> **Exercise aim**
Go through the entries below and tally the lines holding "ComponentStatistics"; please reply with the number only.

======== Supplied material

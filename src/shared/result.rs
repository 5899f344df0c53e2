/// Type alias for Result with anyhow::Error as the error type.
/// Ports, adapters and the CLI share this alias so errors propagate with `?`.
pub type Result<T> = std::result::Result<T, anyhow::Error>;
use crate::component_hierarchy::domain::{Component, ComponentStatistics};

/// StatisticsAggregator service producing the dashboard summary counts.
///
/// Always fed the full record list; search and criticality filters never
/// influence these numbers.
pub struct StatisticsAggregator;

impl StatisticsAggregator {
    pub fn stats(components: &[Component]) -> ComponentStatistics {
        let total = components.len();
        let mounted = components.iter().filter(|c| c.is_mounted).count();

        ComponentStatistics {
            total,
            mounted,
            inventory: total - mounted,
            critical: components.iter().filter(|c| c.is_critical).count(),
            normal: components.iter().filter(|c| c.is_normal()).count(),
        }
    }
}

================

> **Result**
3